Mitochondrial dysfunction and apoptotic signaling induced by the combined action of 2-aminoethyl dihydrogen phosphate and methyl-β-cyclodextrin in melanoma cells.

Melanoma cells exhibit remarkable metabolic adaptability, sustained by lipid enrichment and mitochondrial resilience that enable survival under stress. Disrupting these bioenergetic and structural supports may represent an effective therapeutic avenue. This study investigated the antiproliferative, pro-apoptotic, and mitochondrial effects of 2-aminoethyl dihydrogen phosphate (2-AEH(2)P), alone and in combination with methyl-β-cyclodextrin (MβCD) in human (SK-MEL-28) and murine (B16-F10) melanoma cells, compared with normal human (FN1) and murine (L929) fibroblasts. Cell viability, proliferation index, mitochondrial membrane potential (ΔΨm), cell-cycle distribution, and apoptotic marker expression were evaluated following single and combined treatments. Morphological alterations were examined microscopically, and pharmacodynamic interaction was analyzed through drug-synergy assessment. 2-AEH(2)P displayed selective cytotoxicity toward melanoma cells, with markedly lower IC(50) values than fibroblasts. Its combination with MβCD potentiated these effects, producing strong additive cytotoxicity. Treated melanoma cells showed distinct morphological alterations, including cytoplasmic projections and abnormal division, while fibroblasts preserved normal morphology. Combined treatments disrupted the cell-cycle profile, reducing G(0)/G(1) and increasing S and G(2)/M phases, and induced mitochondrial dysfunction, evidenced by a significant decrease in ΔΨm.
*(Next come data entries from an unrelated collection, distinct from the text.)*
impl Store {
    pub fn read_task(&self, task_id: &str) -> StoreResult<Task> {
        let bytes = match fs::read(self.task_path(task_id)) {
            Ok(bytes) => bytes,
            Err(err) if err.kind() == std::io::ErrorKind::NotFound => {
                return Err(StoreError::TaskNotFound(task_id.to_string()))
            }
            Err(err) => return Err(err.into()),
        };
        Ok(serde_json::from_slice(&bytes)?)
    }

    fn write_task(&self, task: &Task) -> StoreResult<()> {
        write_json_atomic(&self.task_path(&task.task_id), task)
    }

    /// Every task on disk, ordered by identifier.
    pub fn list_tasks(&self) -> StoreResult<Vec<Task>> {
        let mut tasks = Vec::new();
        match fs::read_dir(self.tasks_dir()) {
            Ok(entries) => {
                for entry in entries {
                    let entry = entry?;
                    let name = entry.file_name();
                    let Some(stem) = name.to_str().and_then(|n| n.strip_suffix(".json")) else {
                        continue;
                    };
                    tasks.push(self.read_task(stem)?);
                }
            }
            Err(err) if err.kind() == std::io::ErrorKind::NotFound => {}
            Err(err) => return Err(err.into()),
        }
        tasks.sort_by(|a, b| a.task_id.cmp(&b.task_id));
        Ok(tasks)
    }

    /// One plus the highest numeric suffix on disk, zero-padded.
    fn next_task_id(&self) -> StoreResult<String> {
        let mut max = 0u64;
        match fs::read_dir(self.tasks_dir()) {
            Ok(entries) => {
                for entry in entries {
                    let entry = entry?;
                    let name = entry.file_name();
                    let Some(stem) = name.to_str().and_then(|n| n.strip_suffix(".json")) else {
                        continue;
                    };
                    if let Some(suffix) = Self::id_suffix(stem, "task") {
                        max = max.max(suffix);
                    }
                }
            }
            Err(err) if err.kind() == std::io::ErrorKind::NotFound => {}
            Err(err) => return Err(err.into()),
        }
        Ok(format!("task-{:04}", max + 1))
    }

    pub async fn create_task(&self, input: CreateTaskInput) -> StoreResult<CreatedTask> {
        let title = input.title.trim().to_string();
        if title.is_empty() {
            return Err(StoreError::InvalidTask("title is required".into()));
        }

        let mut resources = Vec::new();
        for raw in &input.resources {
            let normalized = normalize_resource(raw)
                .ok_or_else(|| StoreError::InvalidTask(format!("invalid resource '{raw}'")))?;
            if !resources.contains(&normalized) {
                resources.push(normalized);
            }
        }

        let _guard = self.lock_mutations().await;

        for dep in &input.deps {
            if !valid_ident(dep) {
                return Err(StoreError::InvalidTask(format!("invalid dependency '{dep}'")));
            }
            if !self.task_path(dep).exists() {
                return Err(StoreError::InvalidTask(format!("unknown dependency '{dep}'")));
            }
        }

        // Replay of a recorded idempotency key returns the original
        // task; the first payload wins.
        if let Some(key) = input.idempotency_key.as_deref() {
            let keys = self.read_idempotency()?;
            if let Some(record) = keys.get(key) {
                let task = self.read_task(&record.task_id)?;
                debug!(task_id = %task.task_id, key = %key, "Idempotent task creation replayed");
                return Ok(CreatedTask {
                    task,
                    created: false,
                });
            }
        }

        let now = Utc::now();
        let status = if self.deps_satisfied(&input.deps)? {
            TaskStatus::Pending
        } else {
            TaskStatus::Blocked
        };

        let task = Task {
            schema_version: SCHEMA_VERSION,
            task_id: self.next_task_id()?,
            title,
            description: input.description,
            status,
            owner: None,
            deps: input.deps,
            resources,
            lease: None,
            epoch: 0,
            created_at: now,
            started_at: None,
            completed_at: None,
            failed_at: None,
        };

        self.append_audit(
            "task_created",
            "daemon",
            Some(&task.task_id),
            None,
            serde_json::json!({ "title": task.title, "status": task.status }),
        )?;
        self.write_task(&task)?;

        if let Some(key) = input.idempotency_key.as_deref() {
            let mut keys = self.read_idempotency()?;
            keys.insert(
                key.to_string(),
                IdempotencyRecord {
                    task_id: task.task_id.clone(),
                    created_at: now,
                },
            );
            write_json_atomic(&self.idempotency_path(), &keys)?;
        }

        info!(task_id = %task.task_id, status = ?task.status, "Task created");
        Ok(CreatedTask {
            task,
            created: true,
        })
    }

    pub async fn claim_task(
        &self,
        task_id: &str,
        agent_id: &str,
        ttl_ms: u64,
    ) -> StoreResult<ClaimOutcome> {
        if !valid_ident(agent_id) {
            return Err(StoreError::InvalidAgentId(agent_id.to_string()));
        }

        let _guard = self.lock_mutations().await;
        let mut task = self.read_task(task_id)?;
        let now = Utc::now();

        // A lease that timed out is silently reset before deciding.
        if task.lease_expired(now) {
            warn!(task_id = %task_id, "Expired lease reset before claim");
            task.status = TaskStatus::Pending;
            task.lease = None;
            task.owner = None;
        }

        if task.status != TaskStatus::Pending {
            return Err(StoreError::TaskNotClaimable(task_id.to_string()));
        }

        task.epoch += 1;
        let lease = Lease {
            holder: agent_id.to_string(),
            epoch: task.epoch,
            expires_at: now + Duration::milliseconds(ttl_ms as i64),
        };
        task.lease = Some(lease.clone());
        task.owner = Some(agent_id.to_string());
        task.status = TaskStatus::InProgress;
        if task.started_at.is_none() {
            task.started_at = Some(now);
        }

        self.append_audit(
            "task_claimed",
            agent_id,
            Some(task_id),
            None,
            serde_json::json!({ "epoch": task.epoch, "expiresAt": lease.expires_at }),
        )?;
        self.write_task(&task)?;
        self.fan_out_task_event("task_claimed", task_id, agent_id, "claimed")?;

        info!(task_id = %task_id, agent_id = %agent_id, epoch = task.epoch, "Task claimed");
        Ok(ClaimOutcome { task, lease })
    }

    pub async fn renew_task(
        &self,
        task_id: &str,
        agent_id: &str,
        epoch: u64,
        ttl_ms: u64,
    ) -> StoreResult<ClaimOutcome> {
        let _guard = self.lock_mutations().await;
        let mut task = self.read_task(task_id)?;
        let now = Utc::now();
        Self::check_fence(&task, agent_id, epoch, now)?;

        let Some(lease) = task.lease.as_mut() else {
            return Err(StoreError::TaskNotInProgress(task_id.to_string()));
        };
        lease.expires_at = now + Duration::milliseconds(ttl_ms as i64);
        let lease = lease.clone();

        self.append_audit(
            "task_renewed",
            agent_id,
            Some(task_id),
            None,
            serde_json::json!({ "epoch": epoch, "expiresAt": lease.expires_at }),
        )?;
        self.write_task(&task)?;

        debug!(task_id = %task_id, agent_id = %agent_id, "Lease renewed");
        Ok(ClaimOutcome { task, lease })
    }

    pub async fn complete_task(
        &self,
        task_id: &str,
        agent_id: &str,
        epoch: u64,
    ) -> StoreResult<Task> {
        self.finalize_task(task_id, agent_id, epoch, TaskStatus::Completed)
            .await
    }

    pub async fn fail_task(&self, task_id: &str, agent_id: &str, epoch: u64) -> StoreResult<Task> {
        self.finalize_task(task_id, agent_id, epoch, TaskStatus::Failed)
            .await
    }

    async fn finalize_task(
        &self,
        task_id: &str,
        agent_id: &str,
        epoch: u64,
        terminal: TaskStatus,
    ) -> StoreResult<Task> {
        let _guard = self.lock_mutations().await;
        let mut task = self.read_task(task_id)?;
        let now = Utc::now();
        Self::check_fence(&task, agent_id, epoch, now)?;

        task.lease = None;
        task.status = terminal;
        let (event_type, verb) = match terminal {
            TaskStatus::Completed => {
                task.completed_at = Some(now);
                ("task_completed", "completed")
            }
            _ => {
                task.failed_at = Some(now);
                ("task_failed", "failed")
            }
        };

        self.append_audit(
            event_type,
            agent_id,
            Some(task_id),
            None,
            serde_json::json!({ "epoch": epoch }),
        )?;
        self.write_task(&task)?;
        self.fan_out_task_event(event_type, task_id, agent_id, verb)?;

        if terminal == TaskStatus::Completed {
            self.unblock_dependents(task_id, agent_id)?;
        }

        info!(task_id = %task_id, agent_id = %agent_id, status = ?terminal, "Task finalized");
        Ok(task)
    }

    /// The fencing token is the triple (holder, epoch, expiresAt); a
    /// stale finalize fails on whichever part went stale first.
    fn check_fence(
        task: &Task,
        agent_id: &str,
        epoch: u64,
        now: chrono::DateTime<Utc>,
    ) -> StoreResult<()> {
        if task.status != TaskStatus::InProgress {
            return Err(StoreError::TaskNotInProgress(task.task_id.clone()));
        }
        let Some(lease) = task.lease.as_ref() else {
            return Err(StoreError::TaskNotInProgress(task.task_id.clone()));
        };
        if lease.expired_at(now) {
            return Err(StoreError::LeaseExpired(task.task_id.clone()));
        }
        if lease.epoch != epoch {
            return Err(StoreError::EpochMismatch {
                task: task.task_id.clone(),
                current: lease.epoch,
                presented: epoch,
            });
        }
        if lease.holder != agent_id {
            return Err(StoreError::LeaseHolderMismatch {
                task: task.task_id.clone(),
                holder: lease.holder.clone(),
            });
        }
        Ok(())
    }

    fn deps_satisfied(&self, deps: &[String]) -> StoreResult<bool> {
        for dep in deps {
            if self.read_task(dep)?.status != TaskStatus::Completed {
                return Ok(false);
            }
        }
        Ok(true)
    }

    /// Completion of `task_id` may satisfy the last outstanding
    /// dependency of blocked tasks; flip those to pending.
    fn unblock_dependents(&self, task_id: &str, actor: &str) -> StoreResult<()> {
        for mut task in self.list_tasks()? {
            if task.status != TaskStatus::Blocked || !task.deps.iter().any(|d| d == task_id) {
                continue;
            }
            if self.deps_satisfied(&task.deps)? {
                task.status = TaskStatus::Pending;
                self.append_audit(
                    "task_unblocked",
                    actor,
                    Some(&task.task_id),
                    None,
                    serde_json::json!({ "completedDependency": task_id }),
                )?;
                self.write_task(&task)?;
                info!(task_id = %task.task_id, dependency = %task_id, "Task unblocked");
            }
        }
        Ok(())
    }

    /// Write-permission probe for guard clients. Always structured;
    /// every failure mode is a deny, never an error.
    pub fn can_write(&self, agent_id: &str, raw_path: &str) -> CanWriteDecision {
        if !valid_ident(agent_id) {
            return CanWriteDecision::deny("no_active_lease_for_path");
        }
        let trimmed = raw_path.trim();
        if trimmed.is_empty() {
            return CanWriteDecision::deny("invalid_path");
        }

        let unified = trimmed.replace('\\', "/");
        let candidate = if Path::new(&unified).is_absolute() {
            match Path::new(&unified).strip_prefix(self.workspace_root()) {
                Ok(rel) => rel.to_string_lossy().into_owned(),
                Err(_) => return CanWriteDecision::deny("invalid_path"),
            }
        } else {
            unified
        };

        if candidate.split('/').any(|segment| segment == "..") {
            return CanWriteDecision::deny("path_traversal_denied");
        }

        let Some(normalized) = normalize_resource(&candidate) else {
            // "." and friends resolve to the root itself, which no
            // resource prefix can cover.
            return CanWriteDecision::deny("no_active_lease_for_path");
        };

        match safe_join(self.workspace_root(), &normalized) {
            Ok(_) => {}
            Err(StoreError::PathTraversal(_)) | Err(StoreError::SymlinkEscape(_)) => {
                return CanWriteDecision::deny("path_traversal_denied")
            }
            Err(_) => return CanWriteDecision::deny("invalid_path"),
        }

        let now = Utc::now();
        let tasks = match self.list_tasks() {
            Ok(tasks) => tasks,
            Err(_) => return CanWriteDecision::deny("no_active_lease_for_path"),
        };
        for task in tasks {
            if task.status != TaskStatus::InProgress {
                continue;
            }
            let Some(lease) = task.lease.as_ref() else {
                continue;
            };
            if lease.expired_at(now) || lease.holder != agent_id {
                continue;
            }
            if task
                .resources
                .iter()
                .any(|resource| resource_covers(resource, &normalized))
            {
                return CanWriteDecision {
                    allow: true,
                    reason: "lease_active_for_resource",
                };
            }
        }
        CanWriteDecision::deny("no_active_lease_for_path")
    }

    fn read_idempotency(
        &self,
    ) -> StoreResult<std::collections::BTreeMap<String, IdempotencyRecord>> {
        let bytes = match fs::read(self.idempotency_path()) {
            Ok(bytes) => bytes,
            Err(err) if err.kind() == std::io::ErrorKind::NotFound => {
                return Ok(Default::default())
            }
            Err(err) => return Err(err.into()),
        };
        Ok(serde_json::from_slice(&bytes)?)
    }
}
Expression of apoptotic markers (caspases-3 and -8, cytochrome c, p53, and Bad) increased, whereas anti-apoptotic Bcl-2 was downregulated. The combined use of 2-AEH(2)P and MβCD induced selective cytotoxicity in melanoma cells by disturbing lipid-mitochondrial homeostasis and activating intrinsic apoptotic signaling. These findings support a dual-target metabolic-membrane approach that exploits metabolic and mitochondrial vulnerabilities of melanoma and warrant further studies to elucidate its mechanisms and translational potential.